The Most Stressful Job on the Planet?
For bus drivers, streets are crowded. Passengers are cranky. And there's always the chance you might get punched.
Also see a Magnum Photos gallery of bus drivers.
Last month, in a grossly egregious case of backseat driving, a woman was arrested after she attacked a New York City bus driver for, as she claimed, "driving too slow." It's hardly the first time a passenger has taken out their frustration with Gotham's traffic on the driver; indeed, a December 2008 MTA study found nearly 60 physical assaults that year, not to mention dozens of cases of being spat on—and heaps of verbal abuse.
It's not just New York: Research in the United Kingdom has found that bus drivers report fear of physical assault as their job's biggest stressor. With good reason: In 1993, for example, more than 1,500 assaults were reported. A 2000 survey found that British transport workers had the highest fear of assault of any occupation, with an actual risk more than four times that of any other job.

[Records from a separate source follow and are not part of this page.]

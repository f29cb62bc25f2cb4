use rand::{rngs::StdRng, SeedableRng};
use regex_gen::Pattern;

fn main() {
    // rows of a fake user table, reproducible through the seed
    let columns: Vec<Pattern> = [
        r"[A-Z][a-z]{2,9} [A-Z][a-z]{2,12}",
        r"[a-z]{3,8}[0-9]{0,3}@(example|test)\.(com|org|net)",
        r"\+1-[2-9][0-9]{2}-[0-9]{3}-[0-9]{4}",
        r"(19[5-9]|200)[0-9]-(0[1-9]|1[0-2])-(0[1-9]|1[0-9]|2[0-8])",
    ]
    .iter()
    .map(|p| p.parse().unwrap())
    .collect();

    let mut rng = StdRng::seed_from_u64(2024);
    for _ in 0..10 {
        let row: Vec<String> = columns
            .iter()
            .map(|c| c.generate(&mut rng).unwrap())
            .collect();
        println!("{}", row.join(", "));
    }
}
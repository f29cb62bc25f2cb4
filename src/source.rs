use crate::Error;
use arbitrary::Unstructured;
use rand::rngs::{SmallRng, StdRng, ThreadRng};
use rand::Rng;

/// Source of the random decisions made during generation.
///
/// Implemented for the `rand` generators and for [`Unstructured`], so the same pattern can be
/// driven by a seeded RNG or by fuzzer input.
pub trait Entropy {
    /// Returns an integer drawn uniformly from `[0, n)`. `n` must be non-zero.
    fn below(&mut self, n: u64) -> Result<u64, Error>;

    /// Returns `true` with probability `p`, `0.0 <= p <= 1.0`.
    fn chance(&mut self, p: f64) -> Result<bool, Error>;
}

impl<E: Entropy + ?Sized> Entropy for &mut E {
    fn below(&mut self, n: u64) -> Result<u64, Error> {
        (**self).below(n)
    }
    fn chance(&mut self, p: f64) -> Result<bool, Error> {
        (**self).chance(p)
    }
}

macro_rules! impl_entropy_for_rng {
    ($($rng:ty),* $(,)*) => (
        $(
            impl Entropy for $rng {
                fn below(&mut self, n: u64) -> Result<u64, Error> {
                    Ok(self.random_range(0..n))
                }
                fn chance(&mut self, p: f64) -> Result<bool, Error> {
                    Ok(self.random_bool(p))
                }
            }
        )*
    )
}

impl_entropy_for_rng!(StdRng, SmallRng, ThreadRng);

/// Draws from the fuzzer's bytes. Once the data is exhausted every draw returns
/// the lowest value, i.e. `below` returns 0 and `chance` returns `true` for any `p > 0`.
impl Entropy for Unstructured<'_> {
    fn below(&mut self, n: u64) -> Result<u64, Error> {
        Ok(self.int_in_range(0..=n - 1)?)
    }
    fn chance(&mut self, p: f64) -> Result<bool, Error> {
        let x = self.int_in_range(0..=u32::MAX)?;
        Ok((x as f64) < p * (u32::MAX as f64 + 1.0))
    }
}
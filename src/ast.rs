//! Tree representation of a parsed pattern.
//!
//! `regex_syntax` does the parsing; its `Hir` is converted into a [`Node`] which
//! only distinguishes what matters for generation.

use crate::error::{Error, ErrorRepr};
use regex_syntax::hir::{Class, Hir, HirKind, Look};
use std::fmt;

/// A parsed pattern, one variant per operator kind.
///
/// Container variants (`Capture`, `Concat`, `Alternate`, `Star`, `Plus`, `Repeat`, `Quest`)
/// hold a non-empty list of children. For repetitions and captures all children are
/// generated in sequence, for `Alternate` exactly one of them is.
#[derive(Debug, Clone, PartialEq, Eq)]
pub enum Node {
    /// Matches nothing. Generates nothing.
    NoMatch,
    /// Matches the empty string.
    EmptyMatch,
    /// Matches exactly this (non-empty) text.
    Literal(String),
    /// Matches one char in any of the inclusive `(low, high)` ranges.
    CharClass(Vec<(char, char)>),
    /// `.`
    AnyCharExclNewline,
    /// `(?s).`
    AnyChar,
    /// `(?m)^`
    BeginLine,
    /// `(?m)$`
    EndLine,
    /// `^` or `\A`
    BeginText,
    /// `$` or `\z`
    EndText,
    /// `\b` and the other word assertions.
    WordBoundary,
    /// `\B`
    NoWordBoundary,
    Capture {
        name: Option<Box<str>>,
        children: Vec<Node>,
    },
    Concat(Vec<Node>),
    Alternate(Vec<Node>),
    /// `x*`
    Star(Vec<Node>),
    /// `x+`
    Plus(Vec<Node>),
    /// `x{min,max}`, `max == None` is unbounded.
    Repeat {
        min: u32,
        max: Option<u32>,
        children: Vec<Node>,
    },
    /// `x?`
    Quest(Vec<Node>),
}

impl Node {
    /// Checks the invariants the generator relies on:
    /// - literals and classes are non-empty
    /// - class ranges have `low <= high`
    /// - container nodes have children
    /// - bounded repeats have `min <= max`
    pub fn validate(&self) -> Result<(), Error> {
        let mut to_check = vec![self];
        while let Some(node) = to_check.pop() {
            match node {
                Self::Literal(s) if s.is_empty() => return Err(invalid("empty literal")),
                Self::CharClass(ranges) => {
                    if ranges.is_empty() {
                        return Err(invalid("empty class"));
                    }
                    if let Some((lo, hi)) = ranges.iter().find(|(lo, hi)| lo > hi) {
                        return Err(invalid(format!("class range {:?}-{:?}", lo, hi)));
                    }
                }
                Self::Repeat { min, max: Some(max), .. } if max < min => {
                    return Err(invalid(format!("repeat {{{},{}}}", min, max)));
                }
                _ => (),
            }
            if let Some(children) = node.children() {
                if children.is_empty() {
                    return Err(invalid(format!("{} without children", node.name())));
                }
                to_check.extend(children);
            }
        }
        Ok(())
    }

    /// Returns the sub-expressions of container nodes, `None` for leaves.
    pub fn children(&self) -> Option<&[Node]> {
        match self {
            Self::Capture { children, .. }
            | Self::Concat(children)
            | Self::Alternate(children)
            | Self::Star(children)
            | Self::Plus(children)
            | Self::Repeat { children, .. }
            | Self::Quest(children) => Some(children),
            _ => None,
        }
    }

    fn name(&self) -> &'static str {
        match self {
            Self::NoMatch => "nomatch",
            Self::EmptyMatch => "empty",
            Self::Literal(_) => "literal",
            Self::CharClass(_) => "class",
            Self::AnyCharExclNewline => "dot",
            Self::AnyChar => "any",
            Self::BeginLine => "begin_line",
            Self::EndLine => "end_line",
            Self::BeginText => "begin_text",
            Self::EndText => "end_text",
            Self::WordBoundary => "word_boundary",
            Self::NoWordBoundary => "no_word_boundary",
            Self::Capture { .. } => "capture",
            Self::Concat(_) => "concat",
            Self::Alternate(_) => "or",
            Self::Star(_) => "star",
            Self::Plus(_) => "plus",
            Self::Repeat { .. } => "repeat",
            Self::Quest(_) => "option",
        }
    }
}

fn invalid(msg: impl Into<String>) -> Error {
    Error(ErrorRepr::InvalidNode(msg.into()))
}

const ALL: [(char, char); 1] = [('\0', char::MAX)];
const ALL_BUT_LF: [(char, char); 2] = [('\0', '\x09'), ('\x0B', char::MAX)];
const ALL_BYTES: [(char, char); 1] = [('\0', '\u{FF}')];
const ALL_BYTES_BUT_LF: [(char, char); 2] = [('\0', '\x09'), ('\x0B', '\u{FF}')];

impl TryFrom<&Hir> for Node {
    type Error = Error;

    fn try_from(hir: &Hir) -> Result<Self, Self::Error> {
        Ok(match hir.kind() {
            HirKind::Empty => Self::EmptyMatch,
            HirKind::Literal(lit) => {
                let s = std::str::from_utf8(&lit.0).map_err(|e| Error(ErrorRepr::Utf8(e)))?;
                Self::Literal(s.to_string())
            }
            HirKind::Class(class) => {
                let ranges: Vec<(char, char)> = match class {
                    Class::Unicode(c) => c.ranges().iter().map(|r| (r.start(), r.end())).collect(),
                    Class::Bytes(c) => c
                        .ranges()
                        .iter()
                        .map(|r| (char::from(r.start()), char::from(r.end())))
                        .collect(),
                };
                match ranges.as_slice() {
                    [] => Self::NoMatch,
                    r if r == ALL_BUT_LF || r == ALL_BYTES_BUT_LF => Self::AnyCharExclNewline,
                    r if r == ALL || r == ALL_BYTES => Self::AnyChar,
                    _ => Self::CharClass(ranges),
                }
            }
            HirKind::Look(look) => match look {
                Look::Start => Self::BeginText,
                Look::End => Self::EndText,
                Look::StartLF | Look::StartCRLF => Self::BeginLine,
                Look::EndLF | Look::EndCRLF => Self::EndLine,
                Look::WordAsciiNegate | Look::WordUnicodeNegate => Self::NoWordBoundary,
                _ => Self::WordBoundary,
            },
            HirKind::Repetition(rep) => {
                let children = vec![Self::try_from(&*rep.sub)?];
                match (rep.min, rep.max) {
                    (0, None) => Self::Star(children),
                    (1, None) => Self::Plus(children),
                    (0, Some(1)) => Self::Quest(children),
                    (min, max) => Self::Repeat { min, max, children },
                }
            }
            HirKind::Capture(cap) => Self::Capture {
                name: cap.name.clone(),
                children: vec![Self::try_from(&*cap.sub)?],
            },
            HirKind::Concat(subs) => Self::Concat(try_from_all(subs)?),
            HirKind::Alternation(subs) => Self::Alternate(try_from_all(subs)?),
        })
    }
}

fn try_from_all(subs: &[Hir]) -> Result<Vec<Node>, Error> {
    subs.iter().map(Node::try_from).collect()
}

fn fmt_w_name(name: &str, x: &[Node], f: &mut fmt::Formatter<'_>) -> Result<(), fmt::Error> {
    write!(
        f,
        "{}({})",
        name,
        x.iter()
            .map(|x| x.to_string())
            .collect::<Vec<String>>()
            .join(", ")
    )
}

/// Pretty prints the tree, e.g. `concat("foo", capture(or("bar", "boo")))`.
impl fmt::Display for Node {
    fn fmt(&self, f: &mut fmt::Formatter<'_>) -> Result<(), fmt::Error> {
        match self {
            Self::Literal(s) => write!(f, "{:?}", s)?,
            Self::CharClass(ranges) => {
                write!(f, "[")?;
                for (lo, hi) in ranges {
                    if lo == hi {
                        write!(f, "{}", lo.escape_debug())?;
                    } else {
                        write!(f, "{}-{}", lo.escape_debug(), hi.escape_debug())?;
                    }
                }
                write!(f, "]")?;
            }
            Self::Capture {
                name: Some(name),
                children,
            } => fmt_w_name(&format!("capture<{}>", name), children, f)?,
            Self::Repeat { min, max, children } => {
                fmt_w_name("repeat", children, f)?;
                match max {
                    Some(max) => write!(f, "{{{},{}}}", min, max)?,
                    None => write!(f, "{{{},}}", min)?,
                }
            }
            x => match x.children() {
                Some(children) => fmt_w_name(x.name(), children, f)?,
                None => write!(f, "{}", x.name())?,
            },
        }
        Ok(())
    }
}

#[cfg(test)]
mod tests {
    use super::*;
    use regex_syntax::Parser;

    fn node(pattern: &str) -> Node {
        let hir = Parser::new().parse(pattern).unwrap();
        Node::try_from(&hir).unwrap()
    }

    fn lit(s: &str) -> Node {
        Node::Literal(s.into())
    }

    #[test]
    fn converts_leaves() {
        assert_eq!(node(""), Node::EmptyMatch);
        assert_eq!(node("abc"), lit("abc"));
        assert_eq!(node("[a-cx]"), Node::CharClass(vec![('a', 'c'), ('x', 'x')]));
        assert_eq!(node(r"[^\x00-\x{10FFFF}]"), Node::NoMatch);
        assert_eq!(node("."), Node::AnyCharExclNewline);
        assert_eq!(node("(?s)."), Node::AnyChar);
        assert_eq!(node("(?-u:[a-c])"), Node::CharClass(vec![('a', 'c')]));
    }

    #[test]
    fn converts_anchors() {
        assert_eq!(node("^"), Node::BeginText);
        assert_eq!(node("$"), Node::EndText);
        assert_eq!(node(r"\A"), Node::BeginText);
        assert_eq!(node(r"\z"), Node::EndText);
        assert_eq!(node("(?m)^"), Node::BeginLine);
        assert_eq!(node("(?m)$"), Node::EndLine);
        assert_eq!(node(r"\b"), Node::WordBoundary);
        assert_eq!(node(r"\B"), Node::NoWordBoundary);
        assert_eq!(node(r"\b{start}"), Node::WordBoundary);
    }

    #[test]
    fn converts_repetitions() {
        let a = || vec![lit("a")];
        assert_eq!(node("a*"), Node::Star(a()));
        assert_eq!(node("a*?"), Node::Star(a()));
        assert_eq!(node("a+"), Node::Plus(a()));
        assert_eq!(node("a?"), Node::Quest(a()));
        assert_eq!(
            node("a{2,4}"),
            Node::Repeat {
                min: 2,
                max: Some(4),
                children: a()
            }
        );
        assert_eq!(
            node("a{3,}"),
            Node::Repeat {
                min: 3,
                max: None,
                children: a()
            }
        );
    }

    #[test]
    fn converts_groups() {
        let n = node("foo(-(bar|boo))");
        let Node::Concat(children) = &n else {
            panic!("expected concat, got {}", n)
        };
        assert_eq!(children[0], lit("foo"));
        assert!(matches!(children[1], Node::Capture { name: None, .. }));

        assert_eq!(
            node("(?P<x>a)"),
            Node::Capture {
                name: Some("x".into()),
                children: vec![lit("a")]
            }
        );
        assert!(matches!(node("ab|cd"), Node::Alternate(_)));
    }

    #[test]
    fn pretty_prints() {
        assert_eq!(node("a{2,4}").to_string(), r#"repeat("a"){2,4}"#);
        assert_eq!(node("[a-c]+").to_string(), "plus([a-c])");
        assert_eq!(node("(?P<x>a)$").to_string(), r#"concat(capture<x>("a"), end_text)"#);
        assert_eq!(node(r"(?:ab)*\b").to_string(), r#"concat(star("ab"), word_boundary)"#);
    }

    #[test]
    fn rejects_malformed() {
        for n in [
            Node::Literal(String::new()),
            Node::CharClass(vec![]),
            Node::CharClass(vec![('z', 'a')]),
            Node::Concat(vec![]),
            Node::Alternate(vec![lit("a"), Node::Quest(vec![])]),
            Node::Repeat {
                min: 4,
                max: Some(2),
                children: vec![lit("a")],
            },
        ] {
            assert_eq!(n.validate().unwrap_err().kind(), crate::ErrorKind::InvalidNode);
        }
        assert!(node("foo(-(bar|boo)){2,}[a-z]?").validate().is_ok());
    }
}
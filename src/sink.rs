/// Append-only output written during [`crate::Generator::generate`].
///
/// This is implemented for
/// - `String` to produce text
/// - `Vec<u8>` to produce the UTF-8 encoding of the text
///
/// `len` is in bytes for both, and is what `max_len` is checked against.
pub trait Sink {
    fn new() -> Self;
    fn len(&self) -> usize;
    fn is_empty(&self) -> bool {
        self.len() == 0
    }
    fn push_char(&mut self, c: char);
    fn push_str(&mut self, s: &str);
}

impl Sink for String {
    fn new() -> Self {
        Default::default()
    }
    fn len(&self) -> usize {
        self.len()
    }
    fn push_char(&mut self, c: char) {
        self.push(c)
    }
    fn push_str(&mut self, s: &str) {
        self.push_str(s)
    }
}

impl Sink for Vec<u8> {
    fn new() -> Self {
        Default::default()
    }
    fn len(&self) -> usize {
        self.len()
    }
    fn push_char(&mut self, c: char) {
        let mut b = [0; 4];
        let result = c.encode_utf8(&mut b);
        self.extend(result.as_bytes())
    }
    fn push_str(&mut self, s: &str) {
        self.extend(s.as_bytes())
    }
}
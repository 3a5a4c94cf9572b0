use thiserror::Error;

#[derive(Error, Debug)]
pub enum HostError {
    #[error("Invalid task name: {0}")]
    InvalidTaskName(String),

    #[error("Task script not found: {0}")]
    TaskNotFound(String),

    #[error("Python task exited with code {code}: {stderr}")]
    TaskFailed { code: i32, stderr: String },

    #[error("Stats collection failed: {0}")]
    Collection(#[from] tokio::task::JoinError),

    #[error("IO error: {0}")]
    Io(#[from] std::io::Error),

    #[error("Other error: {0}")]
    Other(#[from] anyhow::Error),
}

pub type Result<T> = std::result::Result<T, HostError>;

That's hardly the end of bus drivers' concerns. Spending hours driving in congested traffic, subject to time pressures (and passenger complaints) made worse by that same traffic, is a potent stress cocktail. Drivers face many external pressures but often have relatively little control over their environment, a combination that makes bus driving, as The Journal of Occupational Health Psychologywrites, "a classic example of a high-stress occupation." One Dutch psychologist, noting the competing demands for staying on schedule, driving safely, and accommodating passengers (for whom the ideal bus journey has been wonderfully classified as "pleasurable without being ecstatic"), has described a kind of Sartrean dilemma: Make the schedule by driving more recklessly, or drive safely and irritate the passengers. "Whichever alternative the driver adopts, he or she will constantly have a conscious or subconscious feeling of inadequacy."
This mental toll, combined with the physical rigors of driving itself, leaves bus drivers suffering from elevated levels of blood pressure, adrenaline and salivary cortisol (as do most people with an unpredictable commute), and hypertension. As Cornell University's Gary Evans, who has conducted many studies on the occupational health of bus drivers, notes, "over twenty epidemiological studies of city bus drivers reveal excess rates of mortality and morbidity for heart disease and gastrointestinal and musculoskeletal disorders." Add to that any injuries sustained in crashes—roughly half of which, research has found, involve the bus being struck from behind (by confused or impatient drivers). Perhaps understandably, bus drivers take more sick leave than people in other occupations (and two to three times the population average, by one finding).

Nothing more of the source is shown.